*THE PROBLEM*. Each line of the entries below that holds "combos" is needed, copied in full.

(Saved entries)
# # #
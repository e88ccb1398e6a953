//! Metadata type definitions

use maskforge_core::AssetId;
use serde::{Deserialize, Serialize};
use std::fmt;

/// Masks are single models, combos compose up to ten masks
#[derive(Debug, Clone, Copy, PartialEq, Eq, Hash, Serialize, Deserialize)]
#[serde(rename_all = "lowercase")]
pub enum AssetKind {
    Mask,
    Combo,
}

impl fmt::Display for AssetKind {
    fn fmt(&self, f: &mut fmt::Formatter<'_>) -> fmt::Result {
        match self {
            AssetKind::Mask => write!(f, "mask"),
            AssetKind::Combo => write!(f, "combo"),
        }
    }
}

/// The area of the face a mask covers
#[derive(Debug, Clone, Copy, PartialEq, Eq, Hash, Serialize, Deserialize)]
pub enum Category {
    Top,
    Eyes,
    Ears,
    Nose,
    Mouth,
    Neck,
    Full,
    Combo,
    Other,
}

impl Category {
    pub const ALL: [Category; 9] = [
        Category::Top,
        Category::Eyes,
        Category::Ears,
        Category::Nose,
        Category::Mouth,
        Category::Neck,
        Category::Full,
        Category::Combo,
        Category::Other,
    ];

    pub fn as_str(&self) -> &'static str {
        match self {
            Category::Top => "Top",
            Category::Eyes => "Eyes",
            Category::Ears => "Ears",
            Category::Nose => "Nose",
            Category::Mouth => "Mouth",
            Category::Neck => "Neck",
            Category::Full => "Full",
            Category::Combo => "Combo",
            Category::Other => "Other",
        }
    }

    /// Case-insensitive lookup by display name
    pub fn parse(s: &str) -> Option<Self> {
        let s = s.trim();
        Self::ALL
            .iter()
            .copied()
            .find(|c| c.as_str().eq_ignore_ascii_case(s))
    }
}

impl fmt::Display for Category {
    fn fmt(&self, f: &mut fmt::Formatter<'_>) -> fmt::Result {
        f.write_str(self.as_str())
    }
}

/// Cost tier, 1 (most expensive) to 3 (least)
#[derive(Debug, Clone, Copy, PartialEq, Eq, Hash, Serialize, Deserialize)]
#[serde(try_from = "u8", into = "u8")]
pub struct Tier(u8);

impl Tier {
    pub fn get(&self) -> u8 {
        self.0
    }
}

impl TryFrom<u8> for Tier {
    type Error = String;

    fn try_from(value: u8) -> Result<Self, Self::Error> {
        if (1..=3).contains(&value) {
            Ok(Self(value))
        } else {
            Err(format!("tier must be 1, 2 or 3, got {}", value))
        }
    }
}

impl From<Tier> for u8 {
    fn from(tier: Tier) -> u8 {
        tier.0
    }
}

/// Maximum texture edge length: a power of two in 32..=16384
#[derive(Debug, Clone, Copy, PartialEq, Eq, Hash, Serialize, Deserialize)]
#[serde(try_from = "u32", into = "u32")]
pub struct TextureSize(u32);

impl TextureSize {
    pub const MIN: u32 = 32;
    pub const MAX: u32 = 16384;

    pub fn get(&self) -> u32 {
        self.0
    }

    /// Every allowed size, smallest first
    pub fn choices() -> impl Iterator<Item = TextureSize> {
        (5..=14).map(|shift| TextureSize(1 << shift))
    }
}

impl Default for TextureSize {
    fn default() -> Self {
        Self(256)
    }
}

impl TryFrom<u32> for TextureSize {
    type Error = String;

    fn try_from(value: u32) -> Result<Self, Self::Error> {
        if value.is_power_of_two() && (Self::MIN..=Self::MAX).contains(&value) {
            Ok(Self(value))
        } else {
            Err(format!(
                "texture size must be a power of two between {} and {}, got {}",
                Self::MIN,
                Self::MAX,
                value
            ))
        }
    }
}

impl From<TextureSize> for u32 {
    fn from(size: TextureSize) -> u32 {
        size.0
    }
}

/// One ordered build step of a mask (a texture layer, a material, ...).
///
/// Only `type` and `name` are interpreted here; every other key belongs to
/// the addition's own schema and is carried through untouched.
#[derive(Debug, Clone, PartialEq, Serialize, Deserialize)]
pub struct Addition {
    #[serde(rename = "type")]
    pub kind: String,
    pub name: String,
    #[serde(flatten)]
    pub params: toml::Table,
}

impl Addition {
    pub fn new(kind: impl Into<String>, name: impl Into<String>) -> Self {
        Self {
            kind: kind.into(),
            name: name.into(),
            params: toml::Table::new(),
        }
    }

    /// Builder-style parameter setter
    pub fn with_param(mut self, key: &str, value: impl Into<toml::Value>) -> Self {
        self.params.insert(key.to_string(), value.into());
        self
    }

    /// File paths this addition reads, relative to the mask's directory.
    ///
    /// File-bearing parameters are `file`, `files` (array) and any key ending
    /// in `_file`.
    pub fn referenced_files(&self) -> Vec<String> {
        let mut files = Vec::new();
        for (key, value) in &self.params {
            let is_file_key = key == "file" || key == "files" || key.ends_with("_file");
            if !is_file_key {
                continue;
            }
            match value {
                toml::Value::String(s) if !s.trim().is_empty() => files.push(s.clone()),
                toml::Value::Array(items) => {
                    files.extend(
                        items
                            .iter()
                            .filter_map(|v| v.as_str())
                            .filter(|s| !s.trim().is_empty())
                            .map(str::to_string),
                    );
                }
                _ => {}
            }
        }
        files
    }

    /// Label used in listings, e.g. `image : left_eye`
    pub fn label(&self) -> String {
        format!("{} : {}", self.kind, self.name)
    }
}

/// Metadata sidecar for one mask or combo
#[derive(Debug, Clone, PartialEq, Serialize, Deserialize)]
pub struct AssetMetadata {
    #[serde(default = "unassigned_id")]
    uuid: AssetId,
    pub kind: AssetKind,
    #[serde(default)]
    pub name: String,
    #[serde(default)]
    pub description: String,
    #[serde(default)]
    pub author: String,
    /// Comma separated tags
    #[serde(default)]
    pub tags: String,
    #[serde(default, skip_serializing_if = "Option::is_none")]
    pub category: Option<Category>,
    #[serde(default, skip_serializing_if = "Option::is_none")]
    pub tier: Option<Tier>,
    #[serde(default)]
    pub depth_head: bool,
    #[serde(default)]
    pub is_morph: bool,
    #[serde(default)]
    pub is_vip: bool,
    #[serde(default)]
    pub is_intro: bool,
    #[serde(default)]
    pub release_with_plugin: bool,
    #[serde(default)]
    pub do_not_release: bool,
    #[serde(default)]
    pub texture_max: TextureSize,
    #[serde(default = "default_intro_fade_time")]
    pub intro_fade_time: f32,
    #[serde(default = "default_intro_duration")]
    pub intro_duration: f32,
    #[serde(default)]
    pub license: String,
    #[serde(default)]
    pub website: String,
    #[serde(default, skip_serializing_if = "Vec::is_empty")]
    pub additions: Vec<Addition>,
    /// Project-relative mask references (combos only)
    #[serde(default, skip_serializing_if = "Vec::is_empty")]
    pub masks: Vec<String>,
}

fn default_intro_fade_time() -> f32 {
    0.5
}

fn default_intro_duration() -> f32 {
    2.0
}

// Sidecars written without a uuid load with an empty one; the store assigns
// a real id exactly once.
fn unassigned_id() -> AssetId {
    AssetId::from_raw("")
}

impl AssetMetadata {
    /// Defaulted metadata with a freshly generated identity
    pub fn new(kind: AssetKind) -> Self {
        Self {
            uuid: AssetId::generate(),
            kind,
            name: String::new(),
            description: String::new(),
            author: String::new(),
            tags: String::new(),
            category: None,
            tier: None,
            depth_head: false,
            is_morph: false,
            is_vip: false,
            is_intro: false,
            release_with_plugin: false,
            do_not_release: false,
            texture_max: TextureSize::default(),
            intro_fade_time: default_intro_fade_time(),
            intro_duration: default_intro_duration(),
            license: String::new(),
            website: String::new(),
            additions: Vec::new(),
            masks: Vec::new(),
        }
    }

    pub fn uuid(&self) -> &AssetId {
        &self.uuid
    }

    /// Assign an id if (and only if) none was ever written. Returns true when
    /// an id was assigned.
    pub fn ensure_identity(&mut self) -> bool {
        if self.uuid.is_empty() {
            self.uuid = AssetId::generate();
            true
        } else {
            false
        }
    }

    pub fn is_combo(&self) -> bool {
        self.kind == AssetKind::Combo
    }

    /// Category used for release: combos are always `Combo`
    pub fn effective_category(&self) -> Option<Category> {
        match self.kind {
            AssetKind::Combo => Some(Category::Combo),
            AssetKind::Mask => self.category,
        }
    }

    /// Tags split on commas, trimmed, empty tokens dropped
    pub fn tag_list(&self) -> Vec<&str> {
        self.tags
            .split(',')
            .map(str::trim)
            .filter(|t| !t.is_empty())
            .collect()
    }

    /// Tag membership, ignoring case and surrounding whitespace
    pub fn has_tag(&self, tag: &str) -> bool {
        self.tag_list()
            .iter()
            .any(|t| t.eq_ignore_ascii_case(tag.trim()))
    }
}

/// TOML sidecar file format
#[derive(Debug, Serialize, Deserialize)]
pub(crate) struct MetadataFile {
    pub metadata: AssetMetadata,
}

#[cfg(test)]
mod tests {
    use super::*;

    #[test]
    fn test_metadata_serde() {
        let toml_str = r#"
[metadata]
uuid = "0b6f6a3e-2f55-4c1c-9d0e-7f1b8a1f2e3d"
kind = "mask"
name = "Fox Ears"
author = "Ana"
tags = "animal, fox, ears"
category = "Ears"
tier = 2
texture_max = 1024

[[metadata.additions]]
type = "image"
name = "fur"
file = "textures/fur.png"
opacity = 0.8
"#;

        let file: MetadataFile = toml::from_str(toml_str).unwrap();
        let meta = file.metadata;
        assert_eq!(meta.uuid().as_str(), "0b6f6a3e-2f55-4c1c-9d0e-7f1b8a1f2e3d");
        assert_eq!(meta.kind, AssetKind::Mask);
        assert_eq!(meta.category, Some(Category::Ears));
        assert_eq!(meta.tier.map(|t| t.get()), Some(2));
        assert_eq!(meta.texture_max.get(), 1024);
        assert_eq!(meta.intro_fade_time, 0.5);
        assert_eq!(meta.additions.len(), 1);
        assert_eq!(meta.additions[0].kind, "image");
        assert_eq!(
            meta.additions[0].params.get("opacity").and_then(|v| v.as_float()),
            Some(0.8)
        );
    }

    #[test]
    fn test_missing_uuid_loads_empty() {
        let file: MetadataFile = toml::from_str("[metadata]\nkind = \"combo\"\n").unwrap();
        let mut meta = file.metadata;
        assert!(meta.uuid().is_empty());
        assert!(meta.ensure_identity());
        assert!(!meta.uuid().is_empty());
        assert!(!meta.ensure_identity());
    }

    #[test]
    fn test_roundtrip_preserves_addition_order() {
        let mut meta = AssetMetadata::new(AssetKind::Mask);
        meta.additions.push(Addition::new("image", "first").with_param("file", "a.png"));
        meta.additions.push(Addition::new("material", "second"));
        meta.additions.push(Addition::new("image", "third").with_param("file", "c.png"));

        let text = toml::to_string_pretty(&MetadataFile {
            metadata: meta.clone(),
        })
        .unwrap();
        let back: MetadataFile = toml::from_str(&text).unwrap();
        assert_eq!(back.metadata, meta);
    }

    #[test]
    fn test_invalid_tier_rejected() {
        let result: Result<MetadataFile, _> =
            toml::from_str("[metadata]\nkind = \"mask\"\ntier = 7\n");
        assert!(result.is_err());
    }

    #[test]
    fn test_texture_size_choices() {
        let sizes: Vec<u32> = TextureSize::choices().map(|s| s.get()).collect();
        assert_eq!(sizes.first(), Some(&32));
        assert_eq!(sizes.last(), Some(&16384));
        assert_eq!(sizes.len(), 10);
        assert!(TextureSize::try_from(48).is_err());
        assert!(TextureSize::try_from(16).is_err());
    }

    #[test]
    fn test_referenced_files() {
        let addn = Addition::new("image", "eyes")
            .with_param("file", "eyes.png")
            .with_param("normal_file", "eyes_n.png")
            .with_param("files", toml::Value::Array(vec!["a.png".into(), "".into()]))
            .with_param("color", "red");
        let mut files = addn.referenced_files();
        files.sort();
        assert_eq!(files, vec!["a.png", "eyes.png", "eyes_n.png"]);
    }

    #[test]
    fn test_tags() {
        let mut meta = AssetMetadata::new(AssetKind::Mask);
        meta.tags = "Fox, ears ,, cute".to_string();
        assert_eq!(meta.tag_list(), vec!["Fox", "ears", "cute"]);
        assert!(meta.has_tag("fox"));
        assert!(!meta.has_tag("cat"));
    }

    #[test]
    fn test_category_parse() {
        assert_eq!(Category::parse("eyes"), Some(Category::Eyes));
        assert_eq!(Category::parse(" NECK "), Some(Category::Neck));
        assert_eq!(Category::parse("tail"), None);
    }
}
# # #
*SOLVED EXERCISE*.
/// Masks are single models, combos compose up to ten masks
    /// Project-relative mask references (combos only)
    /// Category used for release: combos are always `Combo`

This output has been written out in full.